Recently released data shows that 60 percent of residents of the 36 most hardest hit neighborhoods in these three states were minorities, and their median household income was $32,000 -- that is $10,000 less than the national average.
Two in 10 households had no car, twice the national average.
Single mothers headed 12 percent of these households, compared with the 7 percent national average.
One of the most adversely affected neighborhoods in New Orleans had a median household income of less than $7,500.
These people of Louisiana, Mississippi and Alabama, most of whom were black or elderly, became victims of the Katrina catastrophe largely because of their poverty. They were unable to afford passage out of the city, and had to stay to face the brunt of the hurricane and the ensuing flood.
A disaster of this proportion, where officials estimate as many as 10,000 deaths, should have been met with the same speedy and compassionate response we saw in the aftermath of the Sept. 11 tragedy.
But the federal government has failed these people.
It has cut funding to flood-control projects, diverting part of this money to fund the failing Iraq War.
It has sent many of our states' National Guard troops to Iraq, making the response time to this disaster horrifically slow.
The administration has continued to deny the problem of global warming, although scientists have found links between the intensity of hurricanes and recent global warming patterns.
And the Bush administration has made the Federal Emergency Management Agency (FEMA) answer to the Department of Homeland Security instead of having a cabinet-level presence, as it once did. This additional layer of bureaucracy hinders response time and may make the difference between life and death for people caught in a natural disaster.

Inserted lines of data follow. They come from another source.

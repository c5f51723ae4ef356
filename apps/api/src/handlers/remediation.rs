use axum::extract::{Query, State};
use axum::response::Html;
use shutoff_domain::RemediationToken;
use tracing::info;

use crate::dto::RemediationQuery;
use crate::error::ApiResult;
use crate::state::AppState;

/// Stops the resource behind a remediation link.
///
/// Possession of the token is the only authorization.
pub async fn remediation_handler(
    State(state): State<AppState>,
    Query(query): Query<RemediationQuery>,
) -> ApiResult<Html<String>> {
    let token = RemediationToken::parse(query.request_id.as_deref().unwrap_or_default())?;

    let request = state.remediation_executor.execute(&token).await?;
    info!(
        kind = %request.kind(),
        resource_id = request.resource_id(),
        region = request.region(),
        "remediation link redeemed"
    );

    Ok(Html(confirmation_page(request.resource_id())))
}

fn confirmation_page(resource_id: &str) -> String {
    format!(
        "<!DOCTYPE html>\n<html>\n<head><title>Your instance has been shut down</title></head>\n\
         <body><p>Congrats, your machine `{}` has been turned off</p></body>\n</html>\n",
        escape_html(resource_id)
    )
}

fn escape_html(value: &str) -> String {
    let mut escaped = String::with_capacity(value.len());
    for character in value.chars() {
        match character {
            '&' => escaped.push_str("&amp;"),
            '<' => escaped.push_str("&lt;"),
            '>' => escaped.push_str("&gt;"),
            '"' => escaped.push_str("&quot;"),
            '\'' => escaped.push_str("&#x27;"),
            other => escaped.push(other),
        }
    }
    escaped
}
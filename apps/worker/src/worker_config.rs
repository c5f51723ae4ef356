use std::env;
use std::time::Duration;

use shutoff_application::{DEFAULT_SCAN_CONCURRENCY, RemediationLinkBuilder};
use shutoff_core::{AppError, AppResult};
use shutoff_infrastructure::{RemediationStore, SmtpEmailConfig};

const DEFAULT_HOME_REGION: &str = "eu-west-1";

/// Notification delivery backend.
#[derive(Clone)]
pub(crate) enum EmailProvider {
    Ses { sender: String },
    Smtp(SmtpEmailConfig),
    Console,
}

impl EmailProvider {
    pub(crate) fn name(&self) -> &'static str {
        match self {
            Self::Ses { .. } => "ses",
            Self::Smtp(_) => "smtp",
            Self::Console => "console",
        }
    }
}

#[derive(Clone)]
pub(crate) struct WorkerConfig {
    pub(crate) home_region: String,
    pub(crate) distribution_list: Vec<String>,
    pub(crate) email_provider: EmailProvider,
    pub(crate) remediation_link: Option<RemediationLinkBuilder>,
    pub(crate) remediation_store: RemediationStore,
    pub(crate) scan_concurrency: usize,
    pub(crate) scan_interval: Option<Duration>,
}

impl WorkerConfig {
    pub(crate) fn load() -> AppResult<Self> {
        Self::from_lookup(|name| env::var(name).ok())
    }

    fn from_lookup<F>(lookup: F) -> AppResult<Self>
    where
        F: Fn(&str) -> Option<String>,
    {
        let optional = |name: &str| {
            lookup(name)
                .map(|value| value.trim().to_owned())
                .filter(|value| !value.is_empty())
        };
        let required = |name: &str| {
            optional(name).ok_or_else(|| AppError::Validation(format!("{name} is required")))
        };

        let home_region =
            optional("SHUTOFF_HOME_REGION").unwrap_or_else(|| DEFAULT_HOME_REGION.to_owned());

        let distribution_list: Vec<String> = required("NOTIFICATION_DISTRIBUTION_LIST")?
            .split(',')
            .map(str::trim)
            .filter(|address| !address.is_empty())
            .map(str::to_owned)
            .collect();
        if distribution_list.is_empty() {
            return Err(AppError::Validation(
                "NOTIFICATION_DISTRIBUTION_LIST must name at least one address".to_owned(),
            ));
        }

        let email_provider = match optional("EMAIL_PROVIDER")
            .map(|value| value.to_ascii_lowercase())
            .as_deref()
            .unwrap_or("ses")
        {
            "ses" => EmailProvider::Ses {
                sender: required("NOTIFICATION_SENDER")?,
            },
            "smtp" => EmailProvider::Smtp(SmtpEmailConfig {
                host: required("SMTP_HOST")?,
                port: parse_or("SMTP_PORT", optional("SMTP_PORT"), 587)?,
                username: required("SMTP_USERNAME")?,
                password: required("SMTP_PASSWORD")?,
                from_address: required("NOTIFICATION_SENDER")?,
            }),
            "console" => EmailProvider::Console,
            other => {
                return Err(AppError::Validation(format!(
                    "unsupported EMAIL_PROVIDER '{other}', expected ses, smtp or console"
                )));
            }
        };

        let remediation_link = optional("REMEDIATION_CALLBACK_URL")
            .map(|url| RemediationLinkBuilder::parse(url.as_str()))
            .transpose()?;

        let remediation_store = RemediationStore::parse(
            optional("REMEDIATION_STORE").as_deref(),
            optional("REMEDIATION_TABLE_NAME").as_deref(),
            optional("REDIS_URL").as_deref(),
        )?;

        let scan_concurrency = parse_or(
            "SCAN_CONCURRENCY",
            optional("SCAN_CONCURRENCY"),
            DEFAULT_SCAN_CONCURRENCY,
        )?;
        if scan_concurrency == 0 {
            return Err(AppError::Validation(
                "SCAN_CONCURRENCY must be greater than zero".to_owned(),
            ));
        }

        let scan_interval = optional("SCAN_INTERVAL_SECONDS")
            .map(|value| parse_or::<u64>("SCAN_INTERVAL_SECONDS", Some(value), 0))
            .transpose()?
            .map(|seconds| {
                if seconds == 0 {
                    Err(AppError::Validation(
                        "SCAN_INTERVAL_SECONDS must be greater than zero".to_owned(),
                    ))
                } else {
                    Ok(Duration::from_secs(seconds))
                }
            })
            .transpose()?;

        Ok(Self {
            home_region,
            distribution_list,
            email_provider,
            remediation_link,
            remediation_store,
            scan_concurrency,
            scan_interval,
        })
    }
}

fn parse_or<T>(name: &str, value: Option<String>, default: T) -> AppResult<T>
where
    T: std::str::FromStr,
    T::Err: std::fmt::Display,
{
    match value {
        Some(value) => value.parse::<T>().map_err(|error| {
            AppError::Validation(format!("invalid {name} value '{value}': {error}"))
        }),
        None => Ok(default),
    }
}
//! DynamoDB-backed remediation request store.

use std::collections::HashMap;

use async_trait::async_trait;
use aws_sdk_dynamodb::types::AttributeValue;

use shutoff_application::{RemediationRecord, RemediationRepository};
use shutoff_core::{AppError, AppResult};

use crate::aws_context::AwsContext;
use crate::aws_error::aws_error;
use crate::remediation_attributes::{self, REQUEST_ID};

/// Table used when none is configured.
pub const DEFAULT_REMEDIATION_TABLE_NAME: &str = "shutdown-table";

/// Stores one item per remediation request, keyed by `request_id`.
#[derive(Clone, Debug)]
pub struct DynamoDbRemediationRepository {
    client: aws_sdk_dynamodb::Client,
    table_name: String,
}

impl DynamoDbRemediationRepository {
    /// Creates a repository on `table_name` in the home region.
    #[must_use]
    pub fn new(aws: &AwsContext, table_name: impl Into<String>) -> Self {
        Self {
            client: aws.dynamodb_client(),
            table_name: table_name.into(),
        }
    }
}

fn to_item(record: &RemediationRecord) -> HashMap<String, AttributeValue> {
    remediation_attributes::record_attributes(record)
        .into_iter()
        .map(|(name, value)| (name.to_owned(), AttributeValue::S(value)))
        .collect()
}

fn from_item(item: &HashMap<String, AttributeValue>) -> AppResult<RemediationRecord> {
    remediation_attributes::record_from_attributes(|name| {
        item.get(name)
            .and_then(|value| value.as_s().ok())
            .cloned()
    })
}

#[async_trait]
impl RemediationRepository for DynamoDbRemediationRepository {
    async fn insert_request(&self, record: RemediationRecord) -> AppResult<()> {
        self.client
            .put_item()
            .table_name(self.table_name.as_str())
            .set_item(Some(to_item(&record)))
            .condition_expression(format!("attribute_not_exists({REQUEST_ID})"))
            .send()
            .await
            .map_err(|error| {
                let collided = error
                    .as_service_error()
                    .is_some_and(|service_error| service_error.is_conditional_check_failed_exception());
                if collided {
                    AppError::Conflict(format!(
                        "remediation request '{}' already exists",
                        record.request_id
                    ))
                } else {
                    aws_error("dynamodb:PutItem", &error)
                }
            })?;

        Ok(())
    }

    async fn find_request(&self, request_id: &str) -> AppResult<Option<RemediationRecord>> {
        let response = self
            .client
            .get_item()
            .table_name(self.table_name.as_str())
            .key(REQUEST_ID, AttributeValue::S(request_id.to_owned()))
            .consistent_read(true)
            .send()
            .await
            .map_err(|error| aws_error("dynamodb:GetItem", &error))?;

        response.item().map(from_item).transpose()
    }
}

Our government is not working for the people. It is cutting funding for programs here at home that could protect lives.
The Bush administration's skewed priorities should be in the spotlight.
Baghdad and New Orleans are two sides of the same issue, and the poor are being left to drown in the wretched waters of neglect.

© Ed Morales 2005

How about, did you hear that one of the three organizations that the FEMA website listed to send donations for the N'Orleans catastrophe was owned and operated by Pat Roberston? Check this out!

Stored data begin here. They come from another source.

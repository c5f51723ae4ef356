//! Shared primitives for all Rust crates in Shutoff.

#![forbid(unsafe_code)]

use std::fmt::{Display, Formatter};

use serde::{Deserialize, Serialize};
use thiserror::Error;
use uuid::Uuid;

/// Result type used across Shutoff crates.
pub type AppResult<T> = Result<T, AppError>;

/// A validated non-empty UTF-8 string.
#[derive(Debug, Clone, PartialEq, Eq, Hash, Serialize, Deserialize)]
pub struct NonEmptyString(String);

impl NonEmptyString {
    /// Creates a validated non-empty string.
    pub fn new(value: impl Into<String>) -> AppResult<Self> {
        let value = value.into();
        if value.trim().is_empty() {
            return Err(AppError::Validation(
                "value must not be empty or whitespace".to_owned(),
            ));
        }

        Ok(Self(value))
    }

    /// Returns the underlying string slice.
    #[must_use]
    pub fn as_str(&self) -> &str {
        self.0.as_str()
    }
}

impl From<NonEmptyString> for String {
    fn from(value: NonEmptyString) -> Self {
        value.0
    }
}

impl Display for NonEmptyString {
    fn fmt(&self, formatter: &mut Formatter<'_>) -> std::fmt::Result {
        formatter.write_str(self.0.as_str())
    }
}

/// Identifier attached to every log line of one scan pass.
#[derive(Debug, Clone, Copy, PartialEq, Eq, Hash, Serialize, Deserialize)]
pub struct ScanPassId(Uuid);

impl ScanPassId {
    /// Creates a random pass identifier.
    #[must_use]
    pub fn new() -> Self {
        Self(Uuid::new_v4())
    }
}

impl Default for ScanPassId {
    fn default() -> Self {
        Self::new()
    }
}

impl Display for ScanPassId {
    fn fmt(&self, formatter: &mut Formatter<'_>) -> std::fmt::Result {
        write!(formatter, "{}", self.0)
    }
}

/// Common application error categories.
#[derive(Debug, Error)]
pub enum AppError {
    /// Invalid input, configuration or violated invariant.
    #[error("validation error: {0}")]
    Validation(String),

    /// Requested resource does not exist.
    #[error("not found: {0}")]
    NotFound(String),

    /// Write operation conflicts with existing state.
    #[error("conflict: {0}")]
    Conflict(String),

    /// Stored state names an operation this build cannot perform.
    #[error("unsupported: {0}")]
    Unsupported(String),

    /// Internal unexpected error, including collaborator failures.
    #[error("internal error: {0}")]
    Internal(String),
}

#[cfg(test)]
mod tests {
    use super::{AppError, NonEmptyString, ScanPassId};

    #[test]
    fn non_empty_string_rejects_whitespace() {
        let result = NonEmptyString::new("   ");
        assert!(result.is_err());
    }

    #[test]
    fn scan_pass_id_formats_as_uuid() {
        let pass_id = ScanPassId::new();
        assert_eq!(pass_id.to_string().len(), 36);
    }

    #[test]
    fn unsupported_error_names_its_category() {
        let error = AppError::Unsupported("kind 'lambda'".to_owned());
        assert_eq!(error.to_string(), "unsupported: kind 'lambda'");
    }
}
use std::collections::BTreeMap;
use std::sync::Arc;

use async_trait::async_trait;

use shutoff_core::AppResult;
use shutoff_domain::{InstanceSummary, ResourceKind};

/// Port listing the regions enabled for the account.
#[async_trait]
pub trait RegionDirectory: Send + Sync {
    /// Returns every enabled region name.
    async fn list_regions(&self) -> AppResult<Vec<String>>;
}

/// Port for listing and stopping resources of one kind.
#[async_trait]
pub trait ResourceProvider: Send + Sync {
    /// Kind of resource this provider manages.
    fn kind(&self) -> ResourceKind;

    /// Lists instances in `region`. Providers may pre-filter by lifecycle
    /// state; callers still apply [`ResourceKind::is_reportable_state`].
    async fn list_instances(&self, region: &str) -> AppResult<Vec<InstanceSummary>>;

    /// Issues the stop command for one resource.
    async fn stop_instance(&self, region: &str, resource_id: &str) -> AppResult<()>;
}

/// Resource providers keyed by the kind they manage.
#[derive(Clone, Default)]
pub struct ResourceProviders {
    providers: BTreeMap<ResourceKind, Arc<dyn ResourceProvider>>,
}

impl ResourceProviders {
    /// Creates an empty registry.
    #[must_use]
    pub fn new() -> Self {
        Self::default()
    }

    /// Registers a provider, replacing any earlier one for the same kind.
    #[must_use]
    pub fn with_provider(mut self, provider: Arc<dyn ResourceProvider>) -> Self {
        self.providers.insert(provider.kind(), provider);
        self
    }

    /// Returns the provider registered for `kind`.
    #[must_use]
    pub fn for_kind(&self, kind: ResourceKind) -> Option<Arc<dyn ResourceProvider>> {
        self.providers.get(&kind).cloned()
    }
}
//! Infrastructure adapters for application ports.

#![forbid(unsafe_code)]

mod aws_context;
mod aws_error;
mod cloudtrail_audit_trail;
mod console_email_service;
mod dynamodb_remediation_repository;
mod ec2_compute_provider;
mod ec2_region_directory;
mod in_memory_remediation_repository;
mod redis_remediation_repository;
mod remediation_attributes;
mod remediation_store;
mod sagemaker_notebook_provider;
mod ses_email_service;
mod smtp_email_service;

pub use aws_context::AwsContext;
pub use cloudtrail_audit_trail::CloudTrailAuditTrail;
pub use console_email_service::ConsoleEmailService;
pub use dynamodb_remediation_repository::{
    DEFAULT_REMEDIATION_TABLE_NAME, DynamoDbRemediationRepository,
};
pub use ec2_compute_provider::Ec2ComputeProvider;
pub use ec2_region_directory::Ec2RegionDirectory;
pub use in_memory_remediation_repository::InMemoryRemediationRepository;
pub use redis_remediation_repository::RedisRemediationRepository;
pub use remediation_store::RemediationStore;
pub use sagemaker_notebook_provider::SageMakerNotebookProvider;
pub use ses_email_service::SesEmailService;
pub use smtp_email_service::{SmtpEmailConfig, SmtpEmailService};
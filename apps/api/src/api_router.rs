use axum::Router;
use axum::routing::get;
use tower_http::trace::TraceLayer;

use crate::handlers;
use crate::state::AppState;

pub fn build_router(app_state: AppState) -> Router {
    Router::new()
        .route("/health", get(handlers::health::health_handler))
        .route(
            "/remediation",
            get(handlers::remediation::remediation_handler),
        )
        .layer(TraceLayer::new_for_http())
        .with_state(app_state)
}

I'm also a big fan of C. Ray Nagin now. This is also another extraordinary example of someone speaking the truth to power.
I want to write a little something about Century of the Self but I'm kind of out of it at the moment. The line from Freud to Bernays to Wilhelm Reich. Pretty staggering. I'm still wondering whether my desires are actually mine at this point. Well obviously the most important ones are. But I guess it's that Puma windbreaker I just bought that worries me.